Minggu Prapaskah 2
Arti “percaya” (iman) berasal dari kata aman (dari bahasa Ibrani), dan kata aman tersebut berasal dari kata emunah yang artinya: teguh dalam bersikap. Jadi sikap iman kepada Allah adalah sikap berpegang teguh kepada-Nya yang dinyatakan dalam tindakan. Sikap iman tersebut yang terlihat dalam tindakan Abram yang berpegang teguh kepada firman Allah sehingga ia berani meninggalkan zona amannya. Abram berani meninggalkan keluarga besarnya di Ur-Kasdim menuju negeri yang akan ditunjukkan Allah. Penulis Ibrani 11:1 merumuskan makna iman, yaitu: “Iman adalah dasar dari segala sesuatu yang kita harapkan dan bukti dari segala sesuatu yang tidak kita lihat.” Walau Abram belum melihat tanah Kanaan, namun ia percaya akan janji dan penyertaan Allah. Hidup Abram sepenuhnya diarahkan kepada kehendak Allah, sehingga ia tidak lagi hidup menurut pola dan nilai-nilai bangsa Ur-Kasdim.
Namun dalam praktiknya, arti “percaya” bergeser. Sikap percaya berubah menjadi suatu keyakinan religius yang tidak dilandasi oleh nilai-nilai dan kehendak Allah yang utama, yaitu pembaruan hidup. Sebaliknya keyakinan religius tersebut identik dengan sikap “kolot” (orthodoksi yang dangkal), fanatik, terlalu menjaga zona aman, suka menghakimi, tidak peka dengan perubahan, dan kurang dilandasi oleh kasih. Keyakinan religius umat tersebut belum mengalami kelahiran baru. Tuhan Yesus berkata: “Aku berkata kepadamu, sesungguhnya jika seorang tidak dilahirkan dari air dan Roh, ia tidak dapat masuk ke dalam Kerajaan Allah” (Yoh. 3:5). Keyakinan religius saja tidak dapat membawa umat ke dalam Kerajaan Allah. Setiap umat harus dilahirkan dari air (baptisan) dan Roh (pembaruan hidup yang menyeluruh). Antuasiasme beribadah dan pelayanan tidak menjamin kualitas rohaniah seseorang. Sebab antusiasme beribadah dan pelayanan umat juga harus dinyatakan secara konsistensi dalam pembaruan hidup sehari-hari.
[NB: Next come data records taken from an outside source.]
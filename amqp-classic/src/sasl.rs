//! SASL mechanisms used during `connection.start` and `connection.secure`

use std::{fmt, sync::Arc};

use bytes::{BufMut, Bytes, BytesMut};
use serde::{Deserialize, Serialize};
use url::Url;

use crate::Error;

/// `ANONYMOUS` mechanism name
pub const ANONYMOUS: &str = "ANONYMOUS";
/// `PLAIN` mechanism name
pub const PLAIN: &str = "PLAIN";
/// `EXTERNAL` mechanism name
pub const EXTERNAL: &str = "EXTERNAL";

/// Credentials offered to the broker
#[derive(Debug, Clone, Default, PartialEq, Eq, Serialize, Deserialize)]
pub enum SaslProfile {
    /// No credentials
    #[default]
    Anonymous,
    /// Username and password
    Plain {
        /// Username
        username: String,
        /// Password
        password: String,
    },
}

impl<'a> TryFrom<&'a Url> for SaslProfile {
    type Error = ();

    fn try_from(value: &'a Url) -> Result<Self, Self::Error> {
        match (value.username(), value.password()) {
            ("", _) | (_, None) => Err(()),
            (username, Some(password)) => Ok(SaslProfile::Plain {
                username: username.to_string(),
                password: password.to_string(),
            }),
        }
    }
}

/// One client side run of a mechanism
pub trait SaslClient: Send {
    /// Mechanism name sent in `connection.start-ok`
    fn mechanism(&self) -> &str;

    /// Response sent in `connection.start-ok`
    fn initial_response(&mut self) -> Result<Bytes, Error>;

    /// Response to a `connection.secure` challenge
    fn evaluate_challenge(&mut self, challenge: &[u8]) -> Result<Bytes, Error>;

    /// Whether the exchange is finished from the client's point of view
    fn is_complete(&self) -> bool;
}

/// Factory of [`SaslClient`]s for one mechanism
pub trait SaslMechanism: Send + Sync + 'static {
    /// Mechanism name as offered by brokers
    fn name(&self) -> &str;

    /// Whether the mechanism can run with the given credentials
    fn is_usable(&self, _profile: &SaslProfile) -> bool {
        true
    }

    /// Starts a new exchange
    fn client(&self, profile: &SaslProfile) -> Result<Box<dyn SaslClient>, Error>;
}

/// Mechanisms available to connections, in order of preference
///
/// Owned by a [`ConnectionFactory`](crate::ConnectionFactory) and shared by
/// every connection it creates.
#[derive(Clone)]
pub struct SaslRegistry {
    mechanisms: Vec<Arc<dyn SaslMechanism>>,
}

impl fmt::Debug for SaslRegistry {
    fn fmt(&self, f: &mut fmt::Formatter<'_>) -> fmt::Result {
        f.debug_list()
            .entries(self.mechanisms.iter().map(|m| m.name()))
            .finish()
    }
}

impl Default for SaslRegistry {
    fn default() -> Self {
        Self::with_builtin()
    }
}

impl SaslRegistry {
    /// A registry without any mechanism
    pub fn empty() -> Self {
        Self {
            mechanisms: Vec::new(),
        }
    }

    /// `PLAIN`, `ANONYMOUS` and `EXTERNAL`, in that order
    pub fn with_builtin() -> Self {
        let mut registry = Self::empty();
        registry.register(Plain);
        registry.register(Anonymous);
        registry.register(External);
        registry
    }

    /// Adds a mechanism with lower preference than those already present.
    /// A mechanism with the same name is replaced in place.
    pub fn register(&mut self, mechanism: impl SaslMechanism) {
        let mechanism: Arc<dyn SaslMechanism> = Arc::new(mechanism);
        match self
            .mechanisms
            .iter_mut()
            .find(|m| m.name() == mechanism.name())
        {
            Some(existing) => *existing = mechanism,
            None => self.mechanisms.push(mechanism),
        }
    }

    /// Names of the registered mechanisms
    pub fn names(&self) -> Vec<&str> {
        self.mechanisms.iter().map(|m| m.name()).collect()
    }

    /// Picks the most preferred mechanism that the broker offers, that the
    /// restriction allows and that can run with `profile`
    ///
    /// `offered` is the space separated list from `connection.start`.
    pub fn select(
        &self,
        offered: &str,
        restriction: Option<&[String]>,
        profile: &SaslProfile,
    ) -> Option<Arc<dyn SaslMechanism>> {
        let offered: Vec<&str> = offered.split_whitespace().collect();
        self.mechanisms
            .iter()
            .filter(|m| offered.contains(&m.name()))
            .filter(|m| match restriction {
                Some(allowed) => allowed.iter().any(|a| a == m.name()),
                None => true,
            })
            .find(|m| m.is_usable(profile))
            .cloned()
    }
}

/* ---------------------------------- PLAIN --------------------------------- */

/// `PLAIN`: `\0username\0password`
#[derive(Debug, Clone, Copy)]
pub struct Plain;

impl SaslMechanism for Plain {
    fn name(&self) -> &str {
        PLAIN
    }

    fn is_usable(&self, profile: &SaslProfile) -> bool {
        matches!(profile, SaslProfile::Plain { .. })
    }

    fn client(&self, profile: &SaslProfile) -> Result<Box<dyn SaslClient>, Error> {
        match profile {
            SaslProfile::Plain { username, password } => Ok(Box::new(PlainClient {
                username: username.clone(),
                password: password.clone(),
                complete: false,
            })),
            SaslProfile::Anonymous => Err(Error::AuthenticationFailure(
                "PLAIN requires a username and password".into(),
            )),
        }
    }
}

struct PlainClient {
    username: String,
    password: String,
    complete: bool,
}

impl SaslClient for PlainClient {
    fn mechanism(&self) -> &str {
        PLAIN
    }

    fn initial_response(&mut self) -> Result<Bytes, Error> {
        let username = self.username.as_bytes();
        let password = self.password.as_bytes();
        let mut buf = BytesMut::with_capacity(username.len() + password.len() + 2);
        buf.put_u8(0);
        buf.put_slice(username);
        buf.put_u8(0);
        buf.put_slice(password);
        self.complete = true;
        Ok(buf.freeze())
    }

    fn evaluate_challenge(&mut self, _challenge: &[u8]) -> Result<Bytes, Error> {
        Err(Error::AuthenticationFailure(
            "unexpected challenge for PLAIN".into(),
        ))
    }

    fn is_complete(&self) -> bool {
        self.complete
    }
}

/* -------------------------------- ANONYMOUS ------------------------------- */

/// `ANONYMOUS`: empty response
#[derive(Debug, Clone, Copy)]
pub struct Anonymous;

impl SaslMechanism for Anonymous {
    fn name(&self) -> &str {
        ANONYMOUS
    }

    fn client(&self, _profile: &SaslProfile) -> Result<Box<dyn SaslClient>, Error> {
        Ok(Box::new(EmptyResponseClient {
            mechanism: ANONYMOUS,
        }))
    }
}

/* -------------------------------- EXTERNAL -------------------------------- */

/// `EXTERNAL`: identity comes from the transport, response is empty
#[derive(Debug, Clone, Copy)]
pub struct External;

impl SaslMechanism for External {
    fn name(&self) -> &str {
        EXTERNAL
    }

    fn client(&self, _profile: &SaslProfile) -> Result<Box<dyn SaslClient>, Error> {
        Ok(Box::new(EmptyResponseClient {
            mechanism: EXTERNAL,
        }))
    }
}

struct EmptyResponseClient {
    mechanism: &'static str,
}

impl SaslClient for EmptyResponseClient {
    fn mechanism(&self) -> &str {
        self.mechanism
    }

    fn initial_response(&mut self) -> Result<Bytes, Error> {
        Ok(Bytes::new())
    }

    fn evaluate_challenge(&mut self, _challenge: &[u8]) -> Result<Bytes, Error> {
        Ok(Bytes::new())
    }

    fn is_complete(&self) -> bool {
        true
    }
}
Pembaruan hidup merupakan proses pembaruan dari “dalam” (internal) kepribadian kita. Selanjutnya pembaruan hidup tersebut memengaruhi, menerangi, dan membentuk jati-diri kita sehingga cara berpikir, perkataan, dan tindakan kita semakin mencerminkan karakter Kristus. Karakter Kristus adalah mengutamakan kehendak Allah dengan kesediaan berkurban. Penyaliban Kristus terjadi karena Ia bersedia meninggalkan zona aman-Nya. Namun akhirnya Allah meninggikan Yesus dan memuliakan-Nya. Salib bukan lagi suatu kehinaan, namun kemuliaan. Keyakinan religius tanpa kesediaan menyambut salib Kristus tidak akan pernah menjadi pembaruan hidup. Melalui salib Kristus, keyakinan religius dimurnikan dan dikuduskan sehingga memancarkan kemuliaan Allah dan membarui kehidupan umat.